(Dataset entries)
"""

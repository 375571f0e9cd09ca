//! Pipeline orchestration for notices generation.
//!
//! collect → fetch → merge bundled → write. Registry failures degrade to
//! placeholder records; everything else aborts the run before or during
//! writing.

use crate::bundled::scan_bundled;
use crate::collector::collect_packages;
use crate::config::AppConfig;
use crate::error::{ErrorContext, NoticeError, Result};
use crate::model::{Component, ComponentSet, SourceKind};
use crate::registry::{MetadataSource, fetch_all};
use crate::reports::write_outputs;
use std::path::{Path, PathBuf};

/// Exit codes for CI/CD integration
pub mod exit_codes {
    /// Success - outputs generated, or committed outputs are up to date
    pub const SUCCESS: i32 = 0;
    /// Committed outputs differ from a fresh generation
    pub const DRIFT_DETECTED: i32 = 1;
    /// An error occurred
    pub const ERROR: i32 = 2;
}

/// Counts and locations from one generation run.
#[derive(Debug, Clone, PartialEq, Eq)]
pub struct GenerateSummary {
    pub nuget_components: usize,
    pub bundled_components: usize,
    /// Components recorded with the `UNKNOWN` license
    pub unknown_licenses: usize,
    pub license_files: usize,
    pub notices_path: PathBuf,
    pub licenses_dir: PathBuf,
}

impl GenerateSummary {
    #[must_use]
    pub const fn total_components(&self) -> usize {
        self.nuget_components + self.bundled_components
    }

    /// Log the run summary.
    pub fn log_summary(&self) {
        tracing::info!(
            "Generated {} and {} ({} NuGet, {} bundled)",
            self.notices_path.display(),
            self.licenses_dir.display(),
            self.nuget_components,
            self.bundled_components
        );
        if self.unknown_licenses > 0 {
            tracing::warn!(
                "{} component(s) have an UNKNOWN license; review before release",
                self.unknown_licenses
            );
        }
    }
}

/// Regenerate the notices document and license records for `root`.
///
/// The root must be an existing directory. Packages are fetched one at a
/// time through `source`, in collector order.
pub fn generate(
    root: &Path,
    config: &AppConfig,
    source: &dyn MetadataSource,
) -> Result<GenerateSummary> {
    if !root.is_dir() {
        return Err(NoticeError::missing_root(root));
    }

    let packages = collect_packages(root, &config.manifests)?;
    tracing::info!("Found {} declared package(s)", packages.len());

    let (resolved, stats) = fetch_all(source, packages);
    stats.log_summary(source.name());

    let mut components: ComponentSet = resolved
        .into_iter()
        .map(|(package, metadata)| Component::from_registry(package, metadata))
        .collect();

    let bundled = scan_bundled(&config.bundled_path(root)).context("scanning bundled components")?;
    components.extend(bundled);

    let written = write_outputs(root, &config.output, &components).context("writing outputs")?;

    let summary = GenerateSummary {
        nuget_components: components.count_source(SourceKind::NuGet),
        bundled_components: components.count_source(SourceKind::Bundled),
        unknown_licenses: components.unknown_count(),
        license_files: written.license_files,
        notices_path: written.notices_path,
        licenses_dir: written.licenses_dir,
    };
    summary.log_summary();
    Ok(summary)
}

#[cfg(test)]
mod tests {
    use super::*;
    use crate::model::{LicenseMetadata, PackageRef};
    use crate::registry::FetchOutcome;
    use std::fs;
    use tempfile::TempDir;

    struct MitEverywhere;

    impl MetadataSource for MitEverywhere {
        fn fetch(&self, _package: &PackageRef) -> FetchOutcome {
            FetchOutcome::Fetched(LicenseMetadata {
                license_name: "SPDX: MIT".to_string(),
                ..LicenseMetadata::default()
            })
        }

        fn name(&self) -> &'static str {
            "static"
        }
    }

    #[test]
    fn test_exit_codes_values() {
        assert_eq!(exit_codes::SUCCESS, 0);
        assert_eq!(exit_codes::DRIFT_DETECTED, 1);
        assert_eq!(exit_codes::ERROR, 2);
    }

    #[test]
    fn test_missing_root_fails_closed() {
        let tmp = TempDir::new().unwrap();
        let err = generate(&tmp.path().join("nope"), &AppConfig::default(), &MitEverywhere)
            .unwrap_err();
        assert!(matches!(err, NoticeError::Manifest { .. }), "{err:?}");
        assert!(!tmp.path().join("nope").exists());
    }

    #[test]
    fn test_empty_project_still_writes_outputs() {
        let tmp = TempDir::new().unwrap();
        let summary = generate(tmp.path(), &AppConfig::default(), &MitEverywhere).unwrap();

        assert_eq!(summary.total_components(), 0);
        assert_eq!(summary.license_files, 0);
        assert!(summary.notices_path.is_file());
        assert!(summary.licenses_dir.is_dir());
    }

    #[test]
    fn test_counts() {
        let tmp = TempDir::new().unwrap();
        fs::create_dir_all(tmp.path().join("src/App")).unwrap();
        fs::write(
            tmp.path().join("src/App/App.csproj"),
            r#"<Project><ItemGroup>
  <PackageReference Include="Dapper" Version="2.1.35" />
  <PackageReference Include="Polly" Version="8.4.0" />
</ItemGroup></Project>"#,
        )
        .unwrap();
        fs::create_dir_all(tmp.path().join("third_party/nolicense")).unwrap();

        let summary = generate(tmp.path(), &AppConfig::default(), &MitEverywhere).unwrap();
        assert_eq!(summary.nuget_components, 2);
        assert_eq!(summary.bundled_components, 1);
        assert_eq!(summary.unknown_licenses, 1);
        assert_eq!(summary.license_files, 3);
    }
}
//! Drift detection between committed outputs and a fresh generation.
//!
//! The checker regenerates the outputs in place by running the generator as
//! a child process, then asks git whether the working tree now differs from
//! the index or contains untracked output files. Comparison is git's own
//! byte-level diff with no whitespace or line-ending normalization.

use crate::error::{CheckErrorKind, NoticeError, Result};
use crate::pipeline::exit_codes;
use std::io::Write;
use std::path::PathBuf;
use std::process::{Command, Output};

/// Result of a drift check.
#[derive(Debug, Clone, PartialEq, Eq)]
pub enum DriftOutcome {
    /// Regenerated outputs match what is committed
    UpToDate,
    /// The generator exited unsuccessfully
    GenerationFailed { code: i32 },
    /// Tracked outputs changed; `diff` is git's output
    Drift { diff: String },
    /// Output files exist that git does not track
    Untracked { files: Vec<String> },
}

impl DriftOutcome {
    /// Process exit code for this outcome.
    #[must_use]
    pub const fn exit_code(&self) -> i32 {
        match self {
            Self::UpToDate => exit_codes::SUCCESS,
            Self::GenerationFailed { code } => *code,
            Self::Drift { .. } | Self::Untracked { .. } => exit_codes::DRIFT_DETECTED,
        }
    }

    /// User-facing message for this outcome.
    ///
    /// Generation failures have no message of their own; the generator's
    /// output already explains them.
    #[must_use]
    pub fn render(&self, notices: &str, licenses: &str) -> String {
        match self {
            Self::UpToDate => {
                format!("[OK] {notices} and {licenses} are present and up-to-date.\n")
            }
            Self::GenerationFailed { .. } => String::new(),
            Self::Drift { diff } => {
                let mut message = format!(
                    "[ERROR] {notices} and/or {licenses} are out of date. Run generator and commit changes.\n"
                );
                message.push_str(diff);
                if !message.ends_with('\n') {
                    message.push('\n');
                }
                message
            }
            Self::Untracked { files } => {
                let mut message = "[ERROR] Untracked notices/license files detected:\n".to_string();
                for file in files {
                    message.push_str(file);
                    message.push('\n');
                }
                message
            }
        }
    }
}

/// Runs the generator and the git comparisons for one project root.
#[derive(Debug, Clone)]
pub struct DriftChecker {
    root: PathBuf,
    notices_file: PathBuf,
    licenses_dir: PathBuf,
    generator: PathBuf,
    generator_args: Vec<String>,
}

impl DriftChecker {
    /// Create a checker for outputs at `notices_file` and `licenses_dir`
    /// (relative to `root`).
    ///
    /// The generator defaults to `<current executable> generate`; the
    /// checker always appends `--root <root>`.
    pub fn new(
        root: impl Into<PathBuf>,
        notices_file: impl Into<PathBuf>,
        licenses_dir: impl Into<PathBuf>,
    ) -> Result<Self> {
        let generator = std::env::current_exe().map_err(|e| {
            NoticeError::check(
                "locating generator",
                CheckErrorKind::NoGenerator(e.to_string()),
            )
        })?;
        Ok(Self {
            root: root.into(),
            notices_file: notices_file.into(),
            licenses_dir: licenses_dir.into(),
            generator,
            generator_args: vec!["generate".to_string()],
        })
    }

    /// Use a different generator program and leading arguments.
    #[must_use]
    pub fn with_generator(mut self, program: impl Into<PathBuf>, args: Vec<String>) -> Self {
        self.generator = program.into();
        self.generator_args = args;
        self
    }

    /// Run the generator, then compare against git.
    ///
    /// Generator output is re-emitted on this process's stdout and stderr.
    pub fn run(&self) -> Result<DriftOutcome> {
        let mut generator = Command::new(&self.generator);
        generator
            .args(&self.generator_args)
            .arg("--root")
            .arg(&self.root);
        let generated = spawn(&mut generator, &self.generator.display().to_string())?;
        relay(&generated);

        if !generated.status.success() {
            // A child killed by a signal has no exit code.
            let code = generated.status.code().unwrap_or(1);
            tracing::debug!("Generator exited with {}", generated.status);
            return Ok(DriftOutcome::GenerationFailed { code });
        }

        let diff = self.git(&["diff", "--exit-code", "--"])?;
        if !diff.status.success() {
            let mut text = String::from_utf8_lossy(&diff.stdout).into_owned();
            text.push_str(&String::from_utf8_lossy(&diff.stderr));
            return Ok(DriftOutcome::Drift { diff: text });
        }

        let others = self.git(&["ls-files", "--others", "--exclude-standard", "--"])?;
        if others.status.success() {
            let files: Vec<String> = String::from_utf8_lossy(&others.stdout)
                .lines()
                .map(str::trim)
                .filter(|line| !line.is_empty())
                .map(ToString::to_string)
                .collect();
            if !files.is_empty() {
                return Ok(DriftOutcome::Untracked { files });
            }
        } else {
            tracing::warn!(
                "git ls-files failed: {}",
                String::from_utf8_lossy(&others.stderr).trim()
            );
        }

        Ok(DriftOutcome::UpToDate)
    }

    /// Run git in the root with `args` followed by the two output paths.
    fn git(&self, args: &[&str]) -> Result<Output> {
        let mut command = Command::new("git");
        command
            .args(args)
            .arg(&self.notices_file)
            .arg(&self.licenses_dir)
            .current_dir(&self.root);
        spawn(&mut command, "git")
    }
}

fn spawn(command: &mut Command, program: &str) -> Result<Output> {
    tracing::debug!("Running {:?}", command);
    command.output().map_err(|e| {
        NoticeError::check(
            "running drift check",
            CheckErrorKind::SpawnFailed {
                program: program.to_string(),
                message: e.to_string(),
            },
        )
    })
}

/// Forward captured child output to our own streams.
fn relay(output: &Output) {
    let _ = std::io::stdout().write_all(&output.stdout);
    let _ = std::io::stderr().write_all(&output.stderr);
}

#[cfg(test)]
mod tests {
    use super::*;

    #[test]
    fn test_exit_codes() {
        assert_eq!(DriftOutcome::UpToDate.exit_code(), 0);
        assert_eq!(
            DriftOutcome::Drift {
                diff: String::new()
            }
            .exit_code(),
            1
        );
        assert_eq!(DriftOutcome::Untracked { files: vec![] }.exit_code(), 1);
        assert_eq!(DriftOutcome::GenerationFailed { code: 7 }.exit_code(), 7);
    }

    #[test]
    fn test_messages() {
        let ok = DriftOutcome::UpToDate.render("THIRD_PARTY_NOTICES.md", "LICENSES");
        assert_eq!(
            ok,
            "[OK] THIRD_PARTY_NOTICES.md and LICENSES are present and up-to-date.\n"
        );

        let drift = DriftOutcome::Drift {
            diff: "-old\n+new".to_string(),
        }
        .render("N.md", "L");
        assert_eq!(
            drift,
            "[ERROR] N.md and/or L are out of date. Run generator and commit changes.\n-old\n+new\n"
        );

        let untracked = DriftOutcome::Untracked {
            files: vec!["LICENSES/NuGet_A_1.0.txt".to_string()],
        }
        .render("N.md", "L");
        assert_eq!(
            untracked,
            "[ERROR] Untracked notices/license files detected:\nLICENSES/NuGet_A_1.0.txt\n"
        );
    }

    #[test]
    fn test_missing_generator_is_structural_error() {
        let tmp = tempfile::TempDir::new().unwrap();
        let checker = DriftChecker::new(tmp.path(), "N.md", "L")
            .unwrap()
            .with_generator(tmp.path().join("does-not-exist"), vec![]);
        let err = checker.run().unwrap_err();
        assert!(matches!(err, NoticeError::Check { .. }), "{err:?}");
    }
}
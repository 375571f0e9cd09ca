//! Vendored-code scanner.
//!
//! Every immediate subdirectory of the vendor root is one bundled
//! component. Its license is whatever well-known license file sits at the
//! top of that directory; nested directories are not searched.

use crate::error::{NoticeError, Result};
use crate::model::{Component, LicenseMetadata};
use std::path::{Path, PathBuf};

/// License file names probed in each bundled directory. First match wins.
pub const LICENSE_FILE_CANDIDATES: &[&str] = &[
    "LICENSE",
    "LICENSE.txt",
    "LICENSE.md",
    "COPYING",
    "COPYING.txt",
    "NOTICE",
    "NOTICE.txt",
];

/// License recorded when a bundled license file is found.
pub const BUNDLED_LICENSE_NAME: &str = "See bundled files";

/// Note recorded when a bundled license file is found.
pub const LICENSE_FILE_COPIED_NOTE: &str = "License file copied from bundled component.";

/// Note recorded when no bundled license file is found.
pub const NO_LICENSE_FILE_NOTE: &str = "No bundled license file detected.";

/// Scan the vendor root for bundled components.
///
/// A missing vendor root yields no components. Components are returned in
/// directory-name order.
pub fn scan_bundled(vendor_root: &Path) -> Result<Vec<Component>> {
    if !vendor_root.is_dir() {
        tracing::debug!("No bundled directory at {}", vendor_root.display());
        return Ok(Vec::new());
    }

    let entries = std::fs::read_dir(vendor_root).map_err(|e| NoticeError::io(vendor_root, e))?;
    let mut subdirs = Vec::new();
    for entry in entries {
        let entry = entry.map_err(|e| NoticeError::io(vendor_root, e))?;
        let path = entry.path();
        if path.is_dir() {
            subdirs.push(path);
        }
    }
    subdirs.sort();

    let components: Vec<Component> = subdirs.iter().filter_map(|dir| bundled_component(dir)).collect();
    tracing::debug!("Found {} bundled component(s)", components.len());
    Ok(components)
}

/// Return the first license candidate in `dir` that is a regular file.
#[must_use]
pub fn find_license_file(dir: &Path) -> Option<PathBuf> {
    LICENSE_FILE_CANDIDATES
        .iter()
        .map(|name| dir.join(name))
        .find(|path| path.is_file())
}

fn bundled_component(dir: &Path) -> Option<Component> {
    // Non-UTF-8 directory names are rendered lossily rather than skipped.
    let name = dir.file_name()?.to_string_lossy().into_owned();

    match find_license_file(dir) {
        Some(file) => {
            tracing::debug!("{}: license file {}", name, file.display());
            let license = LicenseMetadata {
                license_name: BUNDLED_LICENSE_NAME.to_string(),
                notes: LICENSE_FILE_COPIED_NOTE.to_string(),
                ..LicenseMetadata::default()
            };
            Some(Component::bundled(name, license, Some(file)))
        }
        None => {
            tracing::warn!("Bundled component {} has no license file", name);
            Some(Component::bundled(
                name,
                LicenseMetadata::unknown(NO_LICENSE_FILE_NOTE),
                None,
            ))
        }
    }
}

#[cfg(test)]
mod tests {
    use super::*;
    use crate::model::{BUNDLED_VERSION, SourceKind};
    use std::fs;
    use tempfile::TempDir;

    #[test]
    fn test_missing_vendor_root_is_empty() {
        let tmp = TempDir::new().unwrap();
        let found = scan_bundled(&tmp.path().join("third_party")).unwrap();
        assert!(found.is_empty());
    }

    #[test]
    fn test_license_file_detected() {
        let tmp = TempDir::new().unwrap();
        let lib = tmp.path().join("zlib");
        fs::create_dir_all(&lib).unwrap();
        fs::write(lib.join("LICENSE"), "zlib license text").unwrap();

        let found = scan_bundled(tmp.path()).unwrap();
        assert_eq!(found.len(), 1);
        let component = &found[0];
        assert_eq!(component.name, "zlib");
        assert_eq!(component.version, BUNDLED_VERSION);
        assert_eq!(component.source, SourceKind::Bundled);
        assert_eq!(component.license.license_name, BUNDLED_LICENSE_NAME);
        assert_eq!(component.license.notes, LICENSE_FILE_COPIED_NOTE);
        assert_eq!(component.bundled_license_file, Some(lib.join("LICENSE")));
    }

    #[test]
    fn test_no_candidate_is_unknown() {
        let tmp = TempDir::new().unwrap();
        let lib = tmp.path().join("mystery");
        fs::create_dir_all(&lib).unwrap();
        fs::write(lib.join("README.md"), "hello").unwrap();

        let found = scan_bundled(tmp.path()).unwrap();
        assert_eq!(found.len(), 1);
        assert!(found[0].license.is_unknown());
        assert_eq!(found[0].license.notes, NO_LICENSE_FILE_NOTE);
        assert!(found[0].bundled_license_file.is_none());
    }

    #[test]
    fn test_candidate_order() {
        let tmp = TempDir::new().unwrap();
        fs::write(tmp.path().join("NOTICE"), "notice").unwrap();
        fs::write(tmp.path().join("COPYING"), "copying").unwrap();
        assert_eq!(
            find_license_file(tmp.path()),
            Some(tmp.path().join("COPYING"))
        );

        fs::write(tmp.path().join("LICENSE.md"), "license").unwrap();
        assert_eq!(
            find_license_file(tmp.path()),
            Some(tmp.path().join("LICENSE.md"))
        );
    }

    #[test]
    fn test_directory_named_like_candidate_is_skipped() {
        let tmp = TempDir::new().unwrap();
        fs::create_dir_all(tmp.path().join("LICENSE")).unwrap();
        fs::write(tmp.path().join("LICENSE.txt"), "text").unwrap();
        assert_eq!(
            find_license_file(tmp.path()),
            Some(tmp.path().join("LICENSE.txt"))
        );
    }

    #[test]
    fn test_files_in_vendor_root_are_ignored() {
        let tmp = TempDir::new().unwrap();
        fs::write(tmp.path().join("README"), "not a component").unwrap();
        fs::create_dir_all(tmp.path().join("b-lib")).unwrap();
        fs::create_dir_all(tmp.path().join("a-lib")).unwrap();

        let names: Vec<_> = scan_bundled(tmp.path())
            .unwrap()
            .into_iter()
            .map(|c| c.name)
            .collect();
        assert_eq!(names, vec!["a-lib", "b-lib"]);
    }
}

"""

## PROBLEM DETAILS
Look through the entries above. Copy out every line holding the word "display".

## ANSWER TO THIS EXERCISE
            self.notices_path.display(),
            self.licenses_dir.display(),
        let generated = spawn(&mut generator, &self.generator.display().to_string())?;
        tracing::debug!("No bundled directory at {}", vendor_root.display());
            tracing::debug!("{}: license file {}", name, file.display());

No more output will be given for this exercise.